◆ Brief ◆
From the listing below, copy each line that contains the word "limit".

◆ Data ◆
########

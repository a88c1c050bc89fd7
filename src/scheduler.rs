use crate::coordinator::{run_ticker, Dispatcher, JobRecord, Shared};
use crate::error::{BuildError, RegisterError, ShutdownError, SubmitError};
use crate::heap::{JobHeap, QueuedJob};
use crate::job::context::JobContext;
use crate::job::{HandlerError, HandlerFuture, Job, JobId, JobOptions, JobStatus, Payload};
use crate::metrics::{MetricsSnapshot, QueueMetrics};
use crate::worker::{Worker, WorkerConfig};

use std::any::Any;
use std::collections::BTreeMap;
use std::future::Future;
use std::sync::Arc;
use std::time::Duration;

use chrono::Utc;
use futures::future::try_join_all;
use parking_lot::Mutex;
use tokio::task::JoinHandle;
use tracing::{debug, error, info, warn};

/// Default period of the scheduler ticker that wakes dispatchers for due
/// deferred jobs and retries.
pub const DEFAULT_TICK_INTERVAL: Duration = Duration::from_secs(1);

/// Builder for configuring and creating a [`JobQueue`].
///
/// # Example
///
/// ```
/// use std::time::Duration;
/// use jobq::JobQueue;
///
/// let queue = JobQueue::builder()
///   .tick_interval(Duration::from_millis(250))
///   .build()
///   .expect("valid configuration");
/// # let _ = queue;
/// ```
#[derive(Debug, Clone)]
pub struct JobQueueBuilder {
  tick_interval: Duration,
}

impl Default for JobQueueBuilder {
  fn default() -> Self {
    Self {
      tick_interval: DEFAULT_TICK_INTERVAL,
    }
  }
}

impl JobQueueBuilder {
  pub fn new() -> Self {
    Self::default()
  }

  /// Sets how often the scheduler ticker checks for deferred jobs that have
  /// become due. Retries can start up to one interval after their backoff
  /// expires if nothing else wakes the worker.
  pub fn tick_interval(mut self, interval: Duration) -> Self {
    self.tick_interval = interval;
    self
  }

  /// Builds the queue. No tasks are spawned until [`JobQueue::start`].
  ///
  /// # Errors
  ///
  /// Returns `Err(BuildError::ZeroTickInterval)` if the tick interval is zero.
  pub fn build(self) -> Result<JobQueue, BuildError> {
    if self.tick_interval.is_zero() {
      return Err(BuildError::ZeroTickInterval);
    }

    Ok(JobQueue {
      shared: Arc::new(Shared::new(self.tick_interval)),
      task_handles: Arc::new(Mutex::new(Vec::new())),
    })
  }
}

/// Per-worker figures in [`QueueStats`].
#[derive(Debug, Clone, PartialEq, Eq, Default)]
#[cfg_attr(feature = "serde", derive(serde::Serialize, serde::Deserialize))]
pub struct WorkerStats {
  /// Jobs of this worker currently running.
  pub running: usize,
  /// Configured concurrency limit.
  pub concurrency: usize,
  /// Entries currently held in the worker's priority queue, including
  /// deferred jobs and entries of cancelled jobs not yet discarded.
  pub queued: usize,
}

/// Aggregate job counts, computed by scanning the job index.
#[derive(Debug, Clone, PartialEq, Eq, Default)]
#[cfg_attr(feature = "serde", derive(serde::Serialize, serde::Deserialize))]
pub struct QueueStats {
  pub total: usize,
  pub pending: usize,
  pub running: usize,
  pub completed: usize,
  pub failed: usize,
  pub cancelled: usize,
  pub workers: BTreeMap<String, WorkerStats>,
}

/// An in-memory background job queue.
///
/// Register every worker type, call [`start`](JobQueue::start), then
/// [`submit`](JobQueue::submit) jobs by worker name. Each worker has its own
/// priority queue, dispatcher task and concurrency limit. Outcomes are
/// discovered by polling [`get_status`](JobQueue::get_status) or
/// [`list_jobs`](JobQueue::list_jobs); nothing is pushed to the submitter.
///
/// Cloning the handle is cheap and every clone drives the same queue.
#[derive(Debug, Clone)]
pub struct JobQueue {
  shared: Arc<Shared>,
  task_handles: Arc<Mutex<Vec<JoinHandle<()>>>>,
}

impl JobQueue {
  /// Returns a builder to configure and create a `JobQueue` instance.
  pub fn builder() -> JobQueueBuilder {
    JobQueueBuilder::new()
  }

  /// A queue with default settings.
  pub fn new() -> Self {
    Self {
      shared: Arc::new(Shared::new(DEFAULT_TICK_INTERVAL)),
      task_handles: Arc::new(Mutex::new(Vec::new())),
    }
  }

  // --- Registration ---

  /// Registers a worker type and its handler.
  ///
  /// `concurrency` below 1 is raised to 1 and a zero `retry_delay` becomes one
  /// second.
  ///
  /// # Panics
  ///
  /// Panics if a worker with the same name exists or the queue has already
  /// been started. Both are configuration mistakes; use
  /// [`try_register_worker`](JobQueue::try_register_worker) to handle them.
  pub fn register_worker<F, Fut>(&self, config: WorkerConfig, handler: F)
  where
    F: Fn(JobContext, Job) -> Fut + Send + Sync + 'static,
    Fut: Future<Output = Result<(), HandlerError>> + Send + 'static,
  {
    if let Err(e) = self.try_register_worker(config, handler) {
      panic!("jobq: {e}");
    }
  }

  /// Fallible form of [`register_worker`](JobQueue::register_worker).
  ///
  /// # Errors
  ///
  /// - [`RegisterError::AlreadyStarted`]: `start` has been called.
  /// - [`RegisterError::DuplicateWorker`]: the name is taken.
  pub fn try_register_worker<F, Fut>(
    &self,
    config: WorkerConfig,
    handler: F,
  ) -> Result<(), RegisterError>
  where
    F: Fn(JobContext, Job) -> Fut + Send + Sync + 'static,
    Fut: Future<Output = Result<(), HandlerError>> + Send + 'static,
  {
    let mut state = self.shared.state.lock();
    if state.started {
      error!(worker = %config.name, "Worker registered after start.");
      return Err(RegisterError::AlreadyStarted(config.name));
    }
    if state.workers.contains_key(&config.name) {
      error!(worker = %config.name, "Duplicate worker registration.");
      return Err(RegisterError::DuplicateWorker(config.name));
    }

    let boxed = Box::new(move |ctx: JobContext, job: Job| Box::pin(handler(ctx, job)) as HandlerFuture);
    let worker = Worker::new(config, boxed, self.shared.metrics.clone());
    info!(
      worker = worker.name(),
      concurrency = worker.config.concurrency,
      idle_only = worker.config.idle_only,
      max_retries = worker.config.max_retries,
      retry_delay_ms = worker.config.retry_delay.as_millis(),
      "Registered worker."
    );

    let name = worker.name().to_string();
    state.heaps.insert(name.clone(), JobHeap::new());
    state.workers.insert(name, Arc::new(worker));
    Ok(())
  }

  /// Names of all registered workers, sorted.
  pub fn worker_names(&self) -> Vec<String> {
    let mut names: Vec<String> = self.shared.state.lock().workers.keys().cloned().collect();
    names.sort();
    names
  }

  // --- Submission & Control ---

  /// Submits a job to the named worker and returns its id.
  ///
  /// The job starts `Pending` and is dispatched in priority order once its
  /// `schedule_at` (if any) has passed. If `options` carries an id whose job is
  /// still pending or running, nothing is created and that id is returned.
  ///
  /// # Errors
  ///
  /// - [`SubmitError::UnknownWorker`]: no worker has that name. The submission
  ///   is logged and dropped.
  pub fn submit<P>(&self, worker: &str, payload: P, options: JobOptions) -> Result<JobId, SubmitError>
  where
    P: Any + Send + Sync,
  {
    let mut state = self.shared.state.lock();
    let Some(target) = state.workers.get(worker).cloned() else {
      drop(state);
      QueueMetrics::incr(&self.shared.metrics.submissions_dropped);
      warn!(worker, "Submit to unknown worker; job dropped.");
      return Err(SubmitError::UnknownWorker(worker.to_string()));
    };

    if let Some(existing) = options.id.as_deref().and_then(|id| state.jobs.get(id)) {
      if existing.job.status.is_in_flight() {
        debug!(
          worker,
          job_id = %existing.job.id,
          status = %existing.job.status,
          "Job with this id already in flight; submission ignored."
        );
        return Ok(existing.job.id.clone());
      }
    }

    let job = Job::new(worker, Payload::new(payload), options, target.config.max_retries);
    let id = job.id.clone();
    let seq = state.next_seq();
    state
      .heaps
      .entry(worker.to_string())
      .or_default()
      .push(QueuedJob::for_job(&job, seq));
    info!(
      worker,
      job_id = %id,
      priority = job.priority,
      schedule_at = ?job.schedule_at,
      "Job submitted."
    );
    state.jobs.insert(
      id.clone(),
      JobRecord {
        job,
        seq,
        cancel: None,
      },
    );
    drop(state);

    QueueMetrics::incr(&self.shared.metrics.jobs_submitted);
    target.wake.notify_one();
    Ok(id)
  }

  /// Cancels a pending or running job.
  ///
  /// A pending job is marked `Cancelled` and will never run. A running job has
  /// its [`JobContext`] cancelled and is marked `Cancelled` immediately; the
  /// handler is not waited for. Returns false if the job is unknown or already
  /// terminal.
  pub fn cancel(&self, job_id: &str) -> bool {
    let mut state = self.shared.state.lock();
    let Some(record) = state.jobs.get_mut(job_id) else {
      debug!(job_id, "Cancel requested for unknown job.");
      return false;
    };

    match record.job.status {
      JobStatus::Pending => {
        record.job.status = JobStatus::Cancelled;
        record.job.completed_at = Some(Utc::now());
        info!(job_id, worker = %record.job.worker, "Cancelled pending job.");
      }
      JobStatus::Running => {
        if let Some(token) = record.cancel.take() {
          token.cancel();
        }
        record.job.status = JobStatus::Cancelled;
        record.job.completed_at = Some(Utc::now());
        info!(job_id, worker = %record.job.worker, "Cancelled running job.");
      }
      status => {
        debug!(job_id, %status, "Cancel ignored; job already finished.");
        return false;
      }
    }

    QueueMetrics::incr(&self.shared.metrics.jobs_cancelled);
    true
  }

  // --- Inspection ---

  /// Returns a snapshot of the job, or `None` if the id is unknown.
  pub fn get_status(&self, job_id: &str) -> Option<Job> {
    self
      .shared
      .state
      .lock()
      .jobs
      .get(job_id)
      .map(|record| record.job.clone())
  }

  /// Snapshots of all jobs matching the filters, in submission order.
  /// `None` matches everything.
  pub fn list_jobs(&self, worker: Option<&str>, status: Option<JobStatus>) -> Vec<Job> {
    let state = self.shared.state.lock();
    let mut records: Vec<&JobRecord> = state
      .jobs
      .values()
      .filter(|rec| worker.map_or(true, |w| rec.job.worker == w))
      .filter(|rec| status.map_or(true, |s| rec.job.status == s))
      .collect();
    records.sort_by_key(|rec| rec.seq);
    records.into_iter().map(|rec| rec.job.clone()).collect()
  }

  /// Counts jobs by status and reports each worker's running count.
  pub fn stats(&self) -> QueueStats {
    let state = self.shared.state.lock();
    let mut stats = QueueStats {
      total: state.jobs.len(),
      ..Default::default()
    };

    for record in state.jobs.values() {
      match record.job.status {
        JobStatus::Pending => stats.pending += 1,
        JobStatus::Running => stats.running += 1,
        JobStatus::Completed => stats.completed += 1,
        JobStatus::Failed => stats.failed += 1,
        JobStatus::Cancelled => stats.cancelled += 1,
      }
    }

    for (name, worker) in &state.workers {
      stats.workers.insert(
        name.clone(),
        WorkerStats {
          running: worker.running(),
          concurrency: worker.config.concurrency,
          queued: state.heaps.get(name).map_or(0, JobHeap::len),
        },
      );
    }
    stats
  }

  /// Returns a snapshot of the queue's cumulative counters.
  pub fn metrics_snapshot(&self) -> MetricsSnapshot {
    self.shared.metrics.snapshot()
  }

  // --- Idle State ---

  /// Marks the host idle or busy and wakes every dispatcher. Idle-only workers
  /// dispatch only while idle; jobs already running are not interrupted when
  /// the host becomes busy.
  pub fn set_idle(&self, idle: bool) {
    if self.shared.idle.set(idle) {
      info!(idle, "Idle state changed.");
    }
    self.shared.wake_all();
  }

  pub fn is_idle(&self) -> bool {
    self.shared.idle.is_idle()
  }

  // --- Lifecycle ---

  /// Spawns one dispatcher per registered worker and the scheduler ticker.
  /// Calling it again is a no-op. Must be called within a Tokio runtime.
  pub fn start(&self) {
    let workers: Vec<Arc<Worker>> = {
      let mut state = self.shared.state.lock();
      if state.started {
        debug!("Job queue already started.");
        return;
      }
      state.started = true;
      state.workers.values().cloned().collect()
    };

    if self.shared.shutdown.is_cancelled() {
      warn!("Job queue was stopped before it was started; not spawning tasks.");
      return;
    }

    let mut handles = self.task_handles.lock();
    for worker in &workers {
      let dispatcher = Dispatcher::new(self.shared.clone(), worker.clone());
      handles.push(tokio::spawn(dispatcher.run()));
    }
    handles.push(tokio::spawn(run_ticker(self.shared.clone())));

    info!(workers = workers.len(), "Job queue started.");
  }

  /// Stops the queue.
  ///
  /// Cancels the root token, which cancels every running job's [`JobContext`],
  /// then waits for all dispatchers, the ticker and every execution task to
  /// exit. Handlers that ignore cancellation are waited for, not aborted.
  /// Jobs submitted afterwards are recorded but never dispatched.
  ///
  /// # Errors
  ///
  /// - [`ShutdownError::Timeout`]: tasks were still running when `timeout`
  ///   elapsed. They keep running in the background.
  /// - [`ShutdownError::TaskPanic`]: a dispatcher or the ticker panicked.
  pub async fn stop(&self, timeout: Option<Duration>) -> Result<(), ShutdownError> {
    info!("Stopping job queue...");
    self.shared.shutdown.cancel();
    self.shared.tracker.close();

    let handles = std::mem::take(&mut *self.task_handles.lock());
    let shared = self.shared.clone();
    let wait_all = async move {
      let joined = try_join_all(handles).await;
      shared.tracker.wait().await;
      joined
    };

    let joined = match timeout {
      Some(limit) => match tokio::time::timeout(limit, wait_all).await {
        Ok(joined) => joined,
        Err(_) => {
          error!(timeout = ?limit, "Job queue shutdown timed out.");
          return Err(ShutdownError::Timeout(limit));
        }
      },
      None => wait_all.await,
    };

    match joined {
      Ok(_) => {
        info!("Job queue stopped.");
        Ok(())
      }
      Err(join_err) => {
        error!("A queue task panicked during shutdown: {:?}", join_err);
        Err(ShutdownError::TaskPanic)
      }
    }
  }
}

impl Default for JobQueue {
  fn default() -> Self {
    Self::new()
  }
}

########

◆ Finished task ◆
  /// Configured concurrency limit.
/// priority queue, dispatcher task and concurrency limit. Outcomes are
      Some(limit) => match tokio::time::timeout(limit, wait_all).await {
          error!(timeout = ?limit, "Job queue shutdown timed out.");
          return Err(ShutdownError::Timeout(limit));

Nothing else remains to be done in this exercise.